Вторая комната была вся уставлена клетками с птицами. Тут шёл всегда такой гвалт и свист, такое сухое постукивание от перескакивания с жёрдочки на жёрдочку, что у непривычного человека кружилась голова; тут были: голосистые канарейки Гарца, виленские щеглы, с красно-ржавой шейкой, в чёрной шапочке с белой грудкой. Снегири, с чёрной головой, красными щеками, с чёрным коротким хвостом попугайчика; малиновки, с грудкой как бы окроплённой кровью, крошки корольки, с ярко-жёлтыми хохолками; чижи, в зелёных фрачках и много других певунов наших северных лесов сидели здесь в простеньких деревянных клетках. Это была приманка для гимназистов и молоденьких барышень: птичка дешёвая, немудрёная, которая скоро ручнеет и долго живёт; выше, ближе к выставке, стояли более нарядные клетки с привозными красавцами: бенгальские зяблики, с острым розоватым носиком, голубыми лапками, пурпуровой головкой. Сенегальские вдовушки, в чёрном оперении, с белой грудкой и ярко-золотым кольцом на шейке.

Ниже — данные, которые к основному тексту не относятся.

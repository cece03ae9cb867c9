//! Builders for the OS commands Ananke issues.

use std::path::Path;

use crate::os::CommandSpec;

const LOGIN_SHELL: &str = "--shell=/bin/bash";

/// `id -u`: succeeds only when the account exists.
pub fn account_exists(user: &str) -> CommandSpec {
    CommandSpec::new("id").args(["-u", user])
}

/// `useradd` with a bash login shell.
pub fn create_account(user: &str, create_home: bool) -> CommandSpec {
    let spec = CommandSpec::new("useradd");
    let spec = if create_home {
        spec.arg("--create-home")
    } else {
        spec
    };
    spec.args([LOGIN_SHELL, user])
}

/// Locks the password so nobody can log in as the account directly.
pub fn lock_password(user: &str) -> CommandSpec {
    CommandSpec::new("usermod").args(["-L", user])
}

/// `userdel`, keeping the home directory.
pub fn delete_account(user: &str) -> CommandSpec {
    CommandSpec::new("userdel").arg(user)
}

/// `chown -R owner path`.
pub fn chown_recursive(path: &Path, owner: &str) -> CommandSpec {
    CommandSpec::new("chown")
        .args(["-R", owner])
        .arg(path.display().to_string())
}

/// `chmod -R mode path`.
pub fn chmod_recursive(path: &Path, mode: &str) -> CommandSpec {
    CommandSpec::new("chmod")
        .args(["-R", mode])
        .arg(path.display().to_string())
}

/// `cp -r source destination`.
pub fn copy_tree(source: &Path, destination: &Path) -> CommandSpec {
    CommandSpec::new("cp")
        .arg("-r")
        .arg(source.display().to_string())
        .arg(destination.display().to_string())
}

/// `rm -rf path`.
pub fn remove_tree(path: &Path) -> CommandSpec {
    CommandSpec::new("rm")
        .arg("-rf")
        .arg(path.display().to_string())
}

/// Runs `jupyter <args>` as `user` through `runuser`.
pub fn jupyter_as<I, S>(user: &str, args: I) -> CommandSpec
where
    I: IntoIterator<Item = S>,
    S: Into<String>,
{
    CommandSpec::new("runuser")
        .args(["-u", user, "--", "jupyter"])
        .args(args)
}

/// Runs `jupyter <args>` as root, for global lab extension state.
pub fn jupyter<I, S>(args: I) -> CommandSpec
where
    I: IntoIterator<Item = S>,
    S: Into<String>,
{
    CommandSpec::new("jupyter").args(args)
}

/// Runs `jupyter <args>` inside a transient unit with the dynamic user
/// of `user`, the way the hub spawns their single-user server.
pub fn jupyter_in_dynamic_user<I, S>(user: &str, args: I) -> CommandSpec
where
    I: IntoIterator<Item = S>,
    S: Into<String>,
{
    CommandSpec::new("systemd-run")
        .args([
            "--wait".to_string(),
            format!("--unit=post-auth-hook-{user}"),
            format!("--working-directory=/var/lib/{user}"),
            "--property=DynamicUser=yes".to_string(),
            format!("--property=StateDirectory={user}"),
            format!("--property=Environment=HOME=/var/lib/{user}"),
            "jupyter".to_string(),
        ])
        .args(args)
}

#[cfg(test)]
mod tests {
    use super::*;

    #[test]
    fn account_commands() {
        assert_eq!(
            create_account("c-1", true).command_line(),
            "useradd --create-home --shell=/bin/bash c-1"
        );
        assert_eq!(
            create_account("c-1", false).command_line(),
            "useradd --shell=/bin/bash c-1"
        );
        assert_eq!(lock_password("c-1").command_line(), "usermod -L c-1");
    }

    #[test]
    fn jupyter_runs_as_grader() {
        let spec = jupyter_as("c-1", ["server", "extension", "enable", "--user"]);
        assert_eq!(
            spec.command_line(),
            "runuser -u c-1 -- jupyter server extension enable --user"
        );
    }

    #[test]
    fn dynamic_user_unit_is_named_after_user() {
        let spec = jupyter_in_dynamic_user("alice", ["labextension", "list"]);
        assert_eq!(spec.program, "systemd-run");
        assert!(spec.args.contains(&"--unit=post-auth-hook-alice".to_string()));
        assert!(
            spec.args
                .contains(&"--property=Environment=HOME=/var/lib/alice".to_string())
        );
        assert!(spec.command_line().ends_with("jupyter labextension list"));
    }
}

Монастырки, блестяще-чёрные, с белым воротником и грудкой. Синие вдовушки самого истого ультрамаринового цвета. Пурпурно-красные кардиналы, подымавшие высоко хохол при виде каждого нового предмета.

В глубине комнаты аквариумы, фонтаны и туфовые арки.

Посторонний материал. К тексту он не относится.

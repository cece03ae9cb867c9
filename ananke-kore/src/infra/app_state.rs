use std::{fmt, sync::Arc};

use anyhow::Context;
use tokio::sync::Mutex;

use ananke_config::Config;
use ananke_core::{
    Layout,
    hub::HubApi,
    lms::GradePublisher,
    os::CommandRunner,
    provision::Provisioner,
    reconcile::ReconcileEngine,
    restart::RestartCoordinator,
    snapshot::SnapshotStore,
    title_index::TitleIndex,
};

#[derive(Clone)]
pub struct AppState {
    pub config: Arc<Config>,
    pub layout: Layout,
    /// One reconciliation or course mutation at a time.
    pub engine: Arc<Mutex<ReconcileEngine>>,
    pub restarts: RestartCoordinator,
    pub hub: Arc<dyn HubApi>,
    pub runner: Arc<dyn CommandRunner>,
    pub snapshots: SnapshotStore,
    pub titles: TitleIndex,
    /// `None` when no LTI platform is configured.
    pub publisher: Option<Arc<GradePublisher>>,
}

impl fmt::Debug for AppState {
    fn fmt(&self, f: &mut fmt::Formatter<'_>) -> fmt::Result {
        f.debug_struct("AppState").finish_non_exhaustive()
    }
}

impl AppState {
    /// Wires every component from the loaded configuration.
    pub fn build(
        config: Config,
        runner: Arc<dyn CommandRunner>,
        hub: Arc<dyn HubApi>,
    ) -> anyhow::Result<Self> {
        let layout = config.layout();

        let provisioner = Provisioner::new(Arc::clone(&runner), layout.clone())
            .with_feedback(config.feedback_settings());
        let engine = ReconcileEngine::new(provisioner, Arc::clone(&hub))
            .with_service_settings(config.service_settings())
            .with_enrollment_delay(config.enrollment_delay());

        let restart_command = config
            .restart_command()
            .unwrap_or_else(RestartCoordinator::default_command);
        let restarts =
            RestartCoordinator::new(Arc::clone(&runner), restart_command)
                .with_delay(config.restart_delay());

        let publisher = config
            .lti_platform()
            .map(GradePublisher::new)
            .transpose()
            .context("failed to build the LMS client")?
            .map(Arc::new);

        Ok(Self {
            snapshots: SnapshotStore::new(layout.clone()),
            titles: TitleIndex::new(&layout.nbgrader_config_file),
            config: Arc::new(config),
            layout,
            engine: Arc::new(Mutex::new(engine)),
            restarts,
            hub,
            runner,
            publisher,
        })
    }

    /// Hook token expected from the hub; `None` rejects every hook call.
    pub fn hook_token(&self) -> Option<&str> {
        self.config.hub.api_token.as_deref()
    }
}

В третьем отделении, узком как коридорчик, наверху расположились попугаи, внизу обезьяны. Тут были попугаи Старого и Нового света: краснопёрые Лорисы, Перюши, с длинным неровным хвостом, амазонские с яркими пятнами жёлтых перьев, австралийские, волнистые, зелёные, «неразлучки», какаду, на розовом и жёлтом подбое, простые серые, кричащие человеческим голосом, и — гордость и редкость всего магазина — гвинейский, чёрный попугай «Vasa», с маленьким клювом и лиловатым брюшком. Под крик и гам, свист и песни, в высоких клетках нижнего этажа, метались и кувыркались обезьяны всевозможных сортов. Крошечные «уистити», лёгкие как птица, весёлые и нежные; обыкновенные мартышки, с их гладкими, старчески-детскими лицами и гвианская пушистая собака-обезьяна с длинным и цепким хвостом. Из собак Шульц держал только одного громадного сторожа и самых маленьких, очень редкой породы Кинг-Чарльз[4], с головкой круглой как бильярдный шарик и широкими волнистыми ушами до полу; английских, чёрненьких «stern», которых так любят привозить в Россию наездницы цирка и держат в муфте или в кармане, где это маленькое создание занимает места не более, чем пара перчаток. Несмотря на такое разноплемённое, разнопёрое и разношёрстное население, в магазине всегда царил необыкновенный порядок и даже относительно чистый воздух. Посетители приходили туда с детьми, и Шульц, не спеша, не обижаясь на то, что иному нужно было только фунт канареечного семя, охотно рассказывал про особенности своих жильцов, их нравы, характер, заставлял говорить попугаев, вынимал обезьян из клетки, и часто какая-нибудь растроганная мамаша, совершенно неожиданно для самой себя уходила домой с черепахой, попугаем или обезьяной, пленившими её ребёнка.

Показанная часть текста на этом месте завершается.